Goal of the exercise:
Reproduce the whole listing exactly.
□ □ □ □ □ □ □
use std::env;
use std::fs;
use std::path::PathBuf;

const WORKSPACE_FILE: &str = "default.workspace";

/// Resolves the workspace file: explicit flag, then `TIMETALLY_DATA`, then
/// the platform data directory.
pub fn resolve_workspace_path(cli_path: Option<PathBuf>) -> PathBuf {
    if let Some(path) = cli_path {
        return absolutize(path);
    }

    if let Some(path) = env::var_os("TIMETALLY_DATA") {
        let path = PathBuf::from(path);
        if !path.as_os_str().is_empty() {
            return absolutize(path);
        }
    }

    data_dir().join(WORKSPACE_FILE)
}

fn data_dir() -> PathBuf {
    if let Some(path) = env::var_os("TIMETALLY_DATA_DIR") {
        return PathBuf::from(path);
    }

    #[cfg(target_os = "windows")]
    {
        if let Some(path) = env::var_os("LOCALAPPDATA") {
            return PathBuf::from(path).join("timetally");
        }
    }

    if let Some(path) = env::var_os("XDG_DATA_HOME") {
        return PathBuf::from(path).join("timetally");
    }

    if let Some(path) = env::var_os("HOME") {
        return PathBuf::from(path)
            .join(".local")
            .join("share")
            .join("timetally");
    }

    PathBuf::from(".timetally")
}

fn absolutize(path: PathBuf) -> PathBuf {
    let path = if path.is_absolute() {
        path
    } else if let Ok(cwd) = env::current_dir() {
        cwd.join(path)
    } else {
        path
    };

    if path.exists() {
        fs::canonicalize(&path).unwrap_or(path)
    } else {
        path
    }
}
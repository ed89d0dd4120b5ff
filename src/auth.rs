use std::fmt::{Display, Formatter};

use crate::domain::UserId;

/// Context object carried by everything that acts on a signed-in user.
/// Created on sign-in, dropped on sign-out; nothing reads ambient state.
#[derive(Debug, Clone, PartialEq, Eq)]
pub struct UserSession {
    pub user_id: UserId,
    pub email: String,
}

impl UserSession {
    pub fn new(user_id: impl Into<UserId>, email: impl Into<String>) -> Self {
        Self {
            user_id: user_id.into(),
            email: email.into(),
        }
    }
}

#[derive(Debug)]
pub enum AuthError {
    InvalidCredentials,
    UserNotFound,
    EmailInUse,
    InvalidEmail,
    WeakPassword,
    Network(String),
    Provider(String),
}

impl AuthError {
    /// Transient failures are worth retrying as-is; the rest need the user to
    /// correct their input.
    pub fn is_transient(&self) -> bool {
        matches!(self, AuthError::Network(_))
    }

    pub fn user_message(&self) -> String {
        match self {
            AuthError::InvalidCredentials => {
                "Invalid email or password. Please check your credentials.".to_string()
            }
            AuthError::UserNotFound => {
                "User not found. Please check your email or sign up.".to_string()
            }
            AuthError::EmailInUse => {
                "Email already in use. Please try signing in instead.".to_string()
            }
            AuthError::InvalidEmail => {
                "Invalid email format. Please enter a valid email address.".to_string()
            }
            AuthError::WeakPassword => {
                "Password is too weak. Please use at least 6 characters.".to_string()
            }
            AuthError::Network(_) => {
                "Network error. Please check your connection and try again.".to_string()
            }
            AuthError::Provider(detail) => format!("Sign-in failed: {detail}"),
        }
    }
}

impl Display for AuthError {
    fn fmt(&self, f: &mut Formatter<'_>) -> std::fmt::Result {
        match self {
            AuthError::InvalidCredentials => write!(f, "invalid credentials"),
            AuthError::UserNotFound => write!(f, "user not found"),
            AuthError::EmailInUse => write!(f, "email already in use"),
            AuthError::InvalidEmail => write!(f, "invalid email"),
            AuthError::WeakPassword => write!(f, "password too weak"),
            AuthError::Network(detail) => write!(f, "network failure: {detail}"),
            AuthError::Provider(detail) => write!(f, "auth provider failure: {detail}"),
        }
    }
}

impl std::error::Error for AuthError {}

/// Contract for the external authentication service. Session changes flow
/// through the return values; callers attach store subscriptions after a
/// successful sign-in and tear them down on sign-out.
pub trait AuthProvider {
    fn sign_in(&mut self, email: &str, password: &str) -> Result<UserSession, AuthError>;
    fn sign_up(&mut self, email: &str, password: &str) -> Result<UserSession, AuthError>;
    fn sign_out(&mut self);
    fn current_user(&self) -> Option<&UserSession>;
}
□ □ □ □ □ □ □
Response:
use std::env;
use std::fs;
use std::path::PathBuf;

const WORKSPACE_FILE: &str = "default.workspace";

/// Resolves the workspace file: explicit flag, then `TIMETALLY_DATA`, then
/// the platform data directory.
pub fn resolve_workspace_path(cli_path: Option<PathBuf>) -> PathBuf {
    if let Some(path) = cli_path {
        return absolutize(path);
    }

    if let Some(path) = env::var_os("TIMETALLY_DATA") {
        let path = PathBuf::from(path);
        if !path.as_os_str().is_empty() {
            return absolutize(path);
        }
    }

    data_dir().join(WORKSPACE_FILE)
}

fn data_dir() -> PathBuf {
    if let Some(path) = env::var_os("TIMETALLY_DATA_DIR") {
        return PathBuf::from(path);
    }

    #[cfg(target_os = "windows")]
    {
        if let Some(path) = env::var_os("LOCALAPPDATA") {
            return PathBuf::from(path).join("timetally");
        }
    }

    if let Some(path) = env::var_os("XDG_DATA_HOME") {
        return PathBuf::from(path).join("timetally");
    }

    if let Some(path) = env::var_os("HOME") {
        return PathBuf::from(path)
            .join(".local")
            .join("share")
            .join("timetally");
    }

    PathBuf::from(".timetally")
}

fn absolutize(path: PathBuf) -> PathBuf {
    let path = if path.is_absolute() {
        path
    } else if let Ok(cwd) = env::current_dir() {
        cwd.join(path)
    } else {
        path
    };

    if path.exists() {
        fs::canonicalize(&path).unwrap_or(path)
    } else {
        path
    }
}
repository ed89d0dd4120b5ff
filename src/auth.rs
use std::fmt::{Display, Formatter};

use crate::domain::UserId;

/// Context object carried by everything that acts on a signed-in user.
/// Created on sign-in, dropped on sign-out; nothing reads ambient state.
#[derive(Debug, Clone, PartialEq, Eq)]
pub struct UserSession {
    pub user_id: UserId,
    pub email: String,
}

impl UserSession {
    pub fn new(user_id: impl Into<UserId>, email: impl Into<String>) -> Self {
        Self {
            user_id: user_id.into(),
            email: email.into(),
        }
    }
}

#[derive(Debug)]
pub enum AuthError {
    InvalidCredentials,
    UserNotFound,
    EmailInUse,
    InvalidEmail,
    WeakPassword,
    Network(String),
    Provider(String),
}

impl AuthError {
    /// Transient failures are worth retrying as-is; the rest need the user to
    /// correct their input.
    pub fn is_transient(&self) -> bool {
        matches!(self, AuthError::Network(_))
    }

    pub fn user_message(&self) -> String {
        match self {
            AuthError::InvalidCredentials => {
                "Invalid email or password. Please check your credentials.".to_string()
            }
            AuthError::UserNotFound => {
                "User not found. Please check your email or sign up.".to_string()
            }
            AuthError::EmailInUse => {
                "Email already in use. Please try signing in instead.".to_string()
            }
            AuthError::InvalidEmail => {
                "Invalid email format. Please enter a valid email address.".to_string()
            }
            AuthError::WeakPassword => {
                "Password is too weak. Please use at least 6 characters.".to_string()
            }
            AuthError::Network(_) => {
                "Network error. Please check your connection and try again.".to_string()
            }
            AuthError::Provider(detail) => format!("Sign-in failed: {detail}"),
        }
    }
}

impl Display for AuthError {
    fn fmt(&self, f: &mut Formatter<'_>) -> std::fmt::Result {
        match self {
            AuthError::InvalidCredentials => write!(f, "invalid credentials"),
            AuthError::UserNotFound => write!(f, "user not found"),
            AuthError::EmailInUse => write!(f, "email already in use"),
            AuthError::InvalidEmail => write!(f, "invalid email"),
            AuthError::WeakPassword => write!(f, "password too weak"),
            AuthError::Network(detail) => write!(f, "network failure: {detail}"),
            AuthError::Provider(detail) => write!(f, "auth provider failure: {detail}"),
        }
    }
}

impl std::error::Error for AuthError {}

/// Contract for the external authentication service. Session changes flow
/// through the return values; callers attach store subscriptions after a
/// successful sign-in and tear them down on sign-out.
pub trait AuthProvider {
    fn sign_in(&mut self, email: &str, password: &str) -> Result<UserSession, AuthError>;
    fn sign_up(&mut self, email: &str, password: &str) -> Result<UserSession, AuthError>;
    fn sign_out(&mut self);
    fn current_user(&self) -> Option<&UserSession>;
}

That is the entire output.